A series comprised of 101 patients (83 men and 18 women) surviving six months after AMI and with mean age of 61.7 +/- 8.5 years was studied. Previous history of type II diabetes mellitus was present in 22 cases, while 42 others had some type of dyslipaemia (16, hypertriglyceridaemia; 15, hypercholesterolaemia; 11 both). Of the patients with diabetes mellitus, 14 had also dyslipaemia (5, hypertriglyceridaemia; 6, hypercholesterolaemia; 3, both conditions). The rates of plasminogen-activator inhibitor (PAI-1), fibrinogen, plasminogen, and alpha-2-antiplasmin, along with the venous occlusion test to determine tissular plasminogen activator (t-PA), both functional and antigenic, before and after venous occlusion, were tested in all cases. The studies were performed at the moment of AMI and 6 months later.

RESULTS

PAI-1 concentration during AMI in the patients with some concurrent lipid anomaly showed significant differences with respect to the patients without any such associated disease (p < 0.001).
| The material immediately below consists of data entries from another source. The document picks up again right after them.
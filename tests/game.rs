//! Game session integration tests.

use rand::SeedableRng;
use rand_chacha::ChaCha8Rng;
use wordbingo::{
    AnnounceError, Card, FinishReason, Game, GameOptions, GameState, Input, InputError,
    InputOutcome, Language, RegistryError, RoundEnd, RoundError, RoundSelection, StartError,
};

fn card(id: &str, words: &[&str]) -> Card {
    Card::new(id, words.iter().copied()).unwrap()
}

fn ordered() -> GameOptions {
    GameOptions::default().with_shuffle_rounds(false)
}

fn game_with(cards: Vec<Card>) -> Game {
    let game = Game::new(ordered(), 1);
    let outcome = game.add_cards(cards).unwrap();
    assert!(outcome.duplicates.is_empty());
    game
}

#[test]
fn end_to_end_single_card() {
    let game = game_with(vec![card("SP000001", &["sol", "luna"])]);
    assert_eq!(game.start_game().unwrap(), Language::Spanish);

    let first = game.announce("SOL").unwrap();
    assert!(first.winners.is_empty());
    assert_eq!(first.matched, 1);
    let card = game.card("SP000001").unwrap();
    assert!(!card.is_winner());
    assert_eq!(card.remaining().into_iter().collect::<Vec<_>>(), ["luna"]);

    let second = game.announce("luna").unwrap();
    assert!(second.has_winners());
    assert_eq!(second.winners[0].id(), "SP000001");
    assert!(second.winners[0].is_winner());
    assert_eq!(game.state(), GameState::Finished(FinishReason::Winners));
}

#[test]
fn announcing_requires_an_active_round() {
    let game = game_with(vec![card("SP000001", &["sol"])]);
    assert_eq!(
        game.announce("sol").unwrap_err(),
        AnnounceError::SessionNotStarted
    );
    assert_eq!(game.end_round().unwrap_err(), RoundError::SessionNotStarted);
    assert_eq!(game.stop().unwrap_err(), RoundError::SessionNotStarted);
    assert!(game.card("SP000001").unwrap().marked().is_empty());
}

#[test]
fn start_requires_cards() {
    let game = Game::new(ordered(), 1);
    assert_eq!(game.start_game().unwrap_err(), StartError::NoCards);
    assert_eq!(game.state(), GameState::NotStarted);
}

#[test]
fn start_reports_every_duplicated_id() {
    let game = Game::from_cards(
        ordered(),
        1,
        vec![
            card("SP000001", &["sol"]),
            card("EN000001", &["sun"]),
            card("SP000001", &["luna"]),
            card("EN000001", &["moon"]),
            card("DT000001", &["zon"]),
        ],
    );

    let err = game.start_game().unwrap_err();
    assert_eq!(
        err,
        StartError::DuplicateIds(vec!["EN000001".into(), "SP000001".into()])
    );
    assert_eq!(err.to_string(), "duplicate card ids: EN000001, SP000001");
    assert_eq!(game.state(), GameState::NotStarted);

    let removed = game.remove_duplicates().unwrap();
    assert_eq!(removed.len(), 2);
    assert!(game.card("SP000001").unwrap().contains("sol"));
    assert!(game.start_game().is_ok());
}

#[test]
fn duplicate_registration_keeps_existing_card() {
    let game = Game::new(ordered(), 1);
    game.add_card(card("SP000001", &["sol"])).unwrap();

    assert_eq!(
        game.add_card(card("sp000001", &["luna"])).unwrap_err(),
        RegistryError::DuplicateId("SP000001".into())
    );

    let outcome = game
        .add_cards(vec![
            card("SP000001", &["mar"]),
            card("SP000002", &["rio"]),
            card("SP000002", &["pan"]),
        ])
        .unwrap();
    assert_eq!(outcome.added, 1);
    assert_eq!(outcome.duplicates, ["SP000001", "SP000002"]);

    assert_eq!(game.card_count(), 2);
    assert!(game.card("SP000001").unwrap().contains("sol"));
    assert!(game.card("SP000002").unwrap().contains("rio"));
}

#[test]
fn rounds_are_isolated_by_language() {
    let game = game_with(vec![card("SP000001", &["sol"]), card("EN000001", &["cat"])]);
    assert_eq!(game.start_game().unwrap(), Language::Spanish);

    let announcement = game.announce("cat").unwrap();
    assert_eq!(announcement.matched, 0);
    assert!(announcement.winners.is_empty());
    assert!(game.card("EN000001").unwrap().marked().is_empty());
    assert_eq!(game.current_language(), Some(Language::Spanish));
}

#[test]
fn end_round_advances_then_exhausts() {
    let game = game_with(vec![
        card("DT000001", &["zon", "maan"]),
        card("SP000001", &["sol", "luna"]),
    ]);
    assert_eq!(game.start_game().unwrap(), Language::Spanish);
    assert_eq!(game.round_order(), [Language::Spanish, Language::Dutch]);
    assert_eq!(game.upcoming_rounds(), [Language::Dutch]);
    assert_eq!(game.round_cards(), 1);

    game.announce("sol").unwrap();
    assert_eq!(
        game.end_round().unwrap(),
        RoundEnd::NextRound(Language::Dutch)
    );
    assert_eq!(game.state(), GameState::RoundActive(Language::Dutch));
    assert!(game.upcoming_rounds().is_empty());

    assert_eq!(game.end_round().unwrap(), RoundEnd::Exhausted);
    assert_eq!(game.state(), GameState::Finished(FinishReason::Exhausted));
    assert_eq!(
        game.announce("zon").unwrap_err(),
        AnnounceError::SessionNotStarted
    );
}

#[test]
fn end_round_sweeps_winners_marked_outside_the_engine() {
    let game = game_with(vec![
        card("EN000001", &["sun", "moon"]),
        card("PT000001", &["sol"]),
    ]);
    assert_eq!(game.start_game().unwrap(), Language::English);

    // Resumed state: marks restored directly on the card.
    for card in game.cards.lock().iter_mut() {
        card.mark("sun");
        card.mark("moon");
    }

    match game.end_round().unwrap() {
        RoundEnd::Winners(winners) => {
            assert_eq!(winners.len(), 1);
            assert_eq!(winners[0].id(), "EN000001");
        }
        other => panic!("expected winners, got {other:?}"),
    }
    assert_eq!(game.state(), GameState::Finished(FinishReason::Winners));
    assert_eq!(game.winner_history()[0].id, "EN000001");
}

#[test]
fn stop_finishes_from_any_round() {
    let game = game_with(vec![card("SP000001", &["sol"]), card("EN000001", &["sun"])]);
    game.start_game().unwrap();
    game.stop().unwrap();
    assert_eq!(game.state(), GameState::Finished(FinishReason::Stopped));
    assert_eq!(game.stop().unwrap_err(), RoundError::SessionNotStarted);
}

#[test]
fn winners_end_the_game_even_with_rounds_left() {
    let game = game_with(vec![card("SP000001", &["sol"]), card("EN000001", &["sun"])]);
    game.start_game().unwrap();
    assert!(game.announce("sol").unwrap().has_winners());
    assert_eq!(game.state(), GameState::Finished(FinishReason::Winners));
    assert_eq!(game.current_language(), None);
    assert!(game.upcoming_rounds().is_empty());
}

#[test]
fn new_game_clears_marks() {
    let game = game_with(vec![card("SP000001", &["sol", "luna"])]);
    game.start_game().unwrap();
    game.announce("sol").unwrap();
    game.stop().unwrap();
    assert_eq!(game.card("SP000001").unwrap().marked().len(), 1);

    game.start_game().unwrap();
    assert!(game.card("SP000001").unwrap().marked().is_empty());
    assert_eq!(game.game_number(), 2);
}

#[test]
fn start_is_rejected_while_a_round_is_active() {
    let game = game_with(vec![card("SP000001", &["sol", "luna"])]);
    game.start_game().unwrap();
    assert_eq!(game.start_game().unwrap_err(), StartError::GameInProgress);
    assert_eq!(
        game.add_card(card("SP000002", &["mar"])).unwrap_err(),
        RegistryError::GameInProgress
    );
    assert_eq!(
        game.remove_card("SP000001").unwrap_err(),
        RegistryError::GameInProgress
    );
    assert!(!game.is_idle());
}

#[test]
fn marks_are_monotonic_within_a_game() {
    let game = game_with(vec![card("PT000001", &["sol", "lua", "mar", "rio"])]);
    game.start_game().unwrap();

    let mut previous = 0;
    for word in ["sol", "sol", "ceu", "lua", "LUA", "mar"] {
        game.announce(word).unwrap();
        let card = game.card("PT000001").unwrap();
        assert!(card.marked().len() >= previous);
        assert!(card.marked().is_subset(card.words()));
        previous = card.marked().len();
    }
    assert_eq!(previous, 3);
}

#[test]
fn blank_announcement_is_a_no_op() {
    let game = game_with(vec![card("SP000001", &["sol"])]);
    game.start_game().unwrap();
    let announcement = game.announce("   ").unwrap();
    assert_eq!(announcement.word, None);
    assert_eq!(announcement.matched, 0);
    assert_eq!(game.state(), GameState::RoundActive(Language::Spanish));
}

#[test]
fn all_languages_selection_skips_empty_rounds() {
    let options = ordered().with_round_selection(RoundSelection::AllLanguages);
    let game = Game::new(options, 1);
    game.add_card(card("EN000001", &["sun"])).unwrap();
    game.add_card(card("DT000001", &["zon"])).unwrap();

    assert_eq!(game.start_game().unwrap(), Language::English);
    assert_eq!(game.round_order(), Language::ALL);
    assert_eq!(game.upcoming_rounds(), [Language::Dutch]);
    assert_eq!(
        game.end_round().unwrap(),
        RoundEnd::NextRound(Language::Dutch)
    );
    assert_eq!(game.end_round().unwrap(), RoundEnd::Exhausted);
}

#[test]
fn injected_rng_shuffles_present_languages() {
    let game = Game::new(GameOptions::default(), 0);
    game.add_cards(vec![
        card("SP000001", &["sol"]),
        card("EN000001", &["sun"]),
        card("PT000001", &["sol"]),
    ])
    .unwrap();

    let first = game
        .start_game_with(&mut ChaCha8Rng::seed_from_u64(3))
        .unwrap();
    let order = game.round_order();
    assert_eq!(order[0], first);
    let mut sorted = order.clone();
    sorted.sort();
    assert_eq!(
        sorted,
        [Language::Spanish, Language::English, Language::Portuguese]
    );

    game.stop().unwrap();
    game.start_game_with(&mut ChaCha8Rng::seed_from_u64(3))
        .unwrap();
    assert_eq!(game.round_order(), order);
}

#[test]
fn same_seed_gives_same_round_order() {
    let cards = || {
        vec![
            card("SP000001", &["sol"]),
            card("EN000001", &["sun"]),
            card("PT000001", &["sol"]),
            card("DT000001", &["zon"]),
        ]
    };
    let a = Game::from_cards(GameOptions::default(), 99, cards());
    let b = Game::from_cards(GameOptions::default(), 99, cards());
    a.start_game().unwrap();
    b.start_game().unwrap();
    assert_eq!(a.round_order(), b.round_order());
}

#[test]
fn handle_routes_words_and_signals() {
    let game = game_with(vec![card("SP000001", &["sol", "luna"]), card("EN000001", &["sun"])]);
    assert_eq!(
        game.handle(Input::EndRound).unwrap_err(),
        InputError::Round(RoundError::SessionNotStarted)
    );

    game.start_game().unwrap();
    let outcome = game.handle(Input::parse("Sol").unwrap()).unwrap();
    assert!(matches!(outcome, InputOutcome::Announced(ref a) if a.matched == 1));

    let outcome = game.handle(Input::parse("end").unwrap()).unwrap();
    assert_eq!(
        outcome,
        InputOutcome::RoundEnded(RoundEnd::NextRound(Language::English))
    );

    assert_eq!(
        game.handle(Input::parse("STOP").unwrap()).unwrap(),
        InputOutcome::Stopped
    );
    assert_eq!(
        game.handle(Input::Word("sun".into())).unwrap_err(),
        InputError::Announce(AnnounceError::SessionNotStarted)
    );
}

#[test]
fn stats_and_card_status() {
    let game = game_with(vec![
        card("SP000001", &["sol", "luna", "mar"]),
        card("SP000002", &["sol"]),
        card("DT000001", &["zon"]),
    ]);
    game.start_game().unwrap();
    game.announce("sol").unwrap();

    let stats = game.stats();
    assert_eq!(stats.total_cards, 3);
    assert_eq!(
        stats.per_language,
        [(Language::Spanish, 2), (Language::Dutch, 1)]
    );
    assert_eq!(stats.winners, ["SP000002"]);

    let status = game.card_status("sp000001").unwrap();
    assert_eq!(status.marked, ["sol"]);
    assert_eq!(status.remaining, ["luna", "mar"]);
    assert_eq!(status.total(), 3);
    assert!(!status.is_winner);
    assert_eq!(status.preview(1), (&["luna".to_string()][..], true));
    assert!(game.card_status("SP999999").is_none());
    assert_eq!(game.card_statuses().len(), 3);
}

#[test]
fn winner_history_spans_games() {
    let game = game_with(vec![card("SP000001", &["sol"]), card("SP000002", &["sol"])]);
    game.start_game().unwrap();
    game.announce("sol").unwrap();
    game.start_game().unwrap();
    game.announce("sol").unwrap();

    let history = game.winner_history();
    assert_eq!(history.len(), 4);
    assert_eq!(history[0].game_number, 1);
    assert_eq!(history[3].game_number, 2);
    assert_eq!(history[1].id, "SP000002");
    assert_eq!(history[1].language, Language::Spanish);

    game.clear_history();
    assert!(game.winner_history().is_empty());
}

#[test]
fn registry_edits_between_games() {
    let game = game_with(vec![card("SP000001", &["sol"]), card("EN000001", &["sun"])]);
    let removed = game.remove_card(" en000001 ").unwrap();
    assert_eq!(removed.id(), "EN000001");
    assert_eq!(
        game.remove_card("EN000001").unwrap_err(),
        RegistryError::CardNotFound
    );
    assert_eq!(
        game.remove_card("bogus").unwrap_err(),
        RegistryError::CardNotFound
    );

    game.start_game().unwrap();
    game.stop().unwrap();
    game.clear_cards().unwrap();
    assert_eq!(game.card_count(), 0);
    assert_eq!(game.state(), GameState::NotStarted);
    assert!(game.round_order().is_empty());
}

#[test]
fn game_is_shareable_between_threads() {
    fn assert_send_sync<T: Send + Sync>() {}
    assert_send_sync::<Game>();

    let game = std::sync::Arc::new(game_with(vec![card("SP000001", &["sol", "luna"])]));
    game.start_game().unwrap();

    let handles: Vec<_> = ["sol", "luna"]
        .into_iter()
        .map(|word| {
            let game = std::sync::Arc::clone(&game);
            std::thread::spawn(move || game.announce(word))
        })
        .collect();
    let winners: usize = handles
        .into_iter()
        .map(|handle| handle.join().unwrap().map_or(0, |a| a.winners.len()))
        .sum();

    assert_eq!(winners, 1);
    assert_eq!(game.state(), GameState::Finished(FinishReason::Winners));
}

#[test]
fn debug_output_does_not_block_on_held_locks() {
    let game = game_with(vec![card("SP000001", &["sol"])]);
    assert!(format!("{game:?}").contains("SP000001"));

    let _cards = game.cards.lock();
    let shown = format!("{game:?}");
    assert!(shown.contains("<locked>"));
    assert!(shown.contains("NotStarted"));
}
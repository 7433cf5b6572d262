//! Game state types.

use crate::language::Language;

/// Why a game finished.
#[derive(Debug, Clone, Copy, PartialEq, Eq)]
pub enum FinishReason {
    /// One or more cards won.
    Winners,
    /// Every round was played without a winner.
    Exhausted,
    /// The announcer stopped the game.
    Stopped,
}

/// Game state.
#[derive(Debug, Clone, Copy, PartialEq, Eq)]
pub enum GameState {
    /// No game has been started.
    NotStarted,
    /// A round is being played for this language.
    RoundActive(Language),
    /// The game is over. A new game may be started.
    Finished(FinishReason),
}

impl GameState {
    /// Returns the language of the active round, if any.
    #[must_use]
    pub const fn active_language(self) -> Option<Language> {
        match self {
            Self::RoundActive(language) => Some(language),
            Self::NotStarted | Self::Finished(_) => None,
        }
    }
}
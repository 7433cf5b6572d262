//! Card languages and their word ceilings.

use core::fmt;

/// Language of a card, taken from the two-letter prefix of its identifier.
#[derive(Debug, Clone, Copy, PartialEq, Eq, PartialOrd, Ord, Hash)]
pub enum Language {
    /// Spanish (`SP`).
    Spanish,
    /// English (`EN`).
    English,
    /// Portuguese (`PT`).
    Portuguese,
    /// Dutch (`DT`).
    Dutch,
}

impl Language {
    /// All languages in canonical round order.
    pub const ALL: [Self; 4] = [Self::Spanish, Self::English, Self::Portuguese, Self::Dutch];

    /// Parses a two-letter prefix, ignoring ASCII case.
    ///
    /// ```
    /// use wordbingo::Language;
    ///
    /// assert_eq!(Language::from_prefix("en"), Some(Language::English));
    /// assert_eq!(Language::from_prefix("XX"), None);
    /// ```
    #[must_use]
    pub fn from_prefix(prefix: &str) -> Option<Self> {
        Self::ALL
            .into_iter()
            .find(|language| language.prefix().eq_ignore_ascii_case(prefix))
    }

    /// Returns the identifier prefix.
    #[must_use]
    pub const fn prefix(self) -> &'static str {
        match self {
            Self::Spanish => "SP",
            Self::English => "EN",
            Self::Portuguese => "PT",
            Self::Dutch => "DT",
        }
    }

    /// Maximum number of distinct words a card of this language may hold.
    #[must_use]
    pub const fn ceiling(self) -> usize {
        match self {
            Self::Spanish => 24,
            Self::English => 14,
            Self::Portuguese => 20,
            Self::Dutch => 10,
        }
    }

    /// Human-readable language name.
    #[must_use]
    pub const fn name(self) -> &'static str {
        match self {
            Self::Spanish => "Spanish",
            Self::English => "English",
            Self::Portuguese => "Portuguese",
            Self::Dutch => "Dutch",
        }
    }
}

impl fmt::Display for Language {
    fn fmt(&self, f: &mut fmt::Formatter<'_>) -> fmt::Result {
        f.write_str(self.prefix())
    }
}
The patients with history of dyslipaemia had significant increase of PAI-1 (p < 0.001) with respect to those without such history. Those patients with associated diabetes showed significantly increased PAI-1 concentration with regard to those without it, both in the acute phase and 6 months later (p < 0.05); significant increase was also found when comparing the patients with diabetes and dyslipaemia with those ones with only diabetes or dyslipaemia (p < 0.05). A significant increase of PAI-1 level (p < 0.001) was found in the 6-month study in the dyslipaemia patients with respect to non-dyslipaemic, and similar findings appeared with respect to diabetics and non-diabetics (p < 0.05). The 14 patients with both disorders showed increased values when compared with those having only one associated impairment (p < 0.05). When comparing the PAI-1 rates at AMI and 6 months later in the patients with dyslipaemia or diabetes, statistically significant decrease could be noted (p < 0.05 and p < 0.01, respectively). Before venous occlusion, t-PA was significantly increased in diabetic or dyslipaemic patients (p < 0.05) and in the patients with both conditions (p < 0.01).

CONCLUSIONS

Patients with AMI and abnormalities of the lipidic or glycaemic metabolism have fibrinolytic dysfunction on the basis of an increase of the main inhibitor of the fibrinolytic system and a decreased release of tissular plasminogen activator. Those patients with both metabolic abnormalities have a deeper fibrinolytic hypofunction, with higher PAI-1 concentration.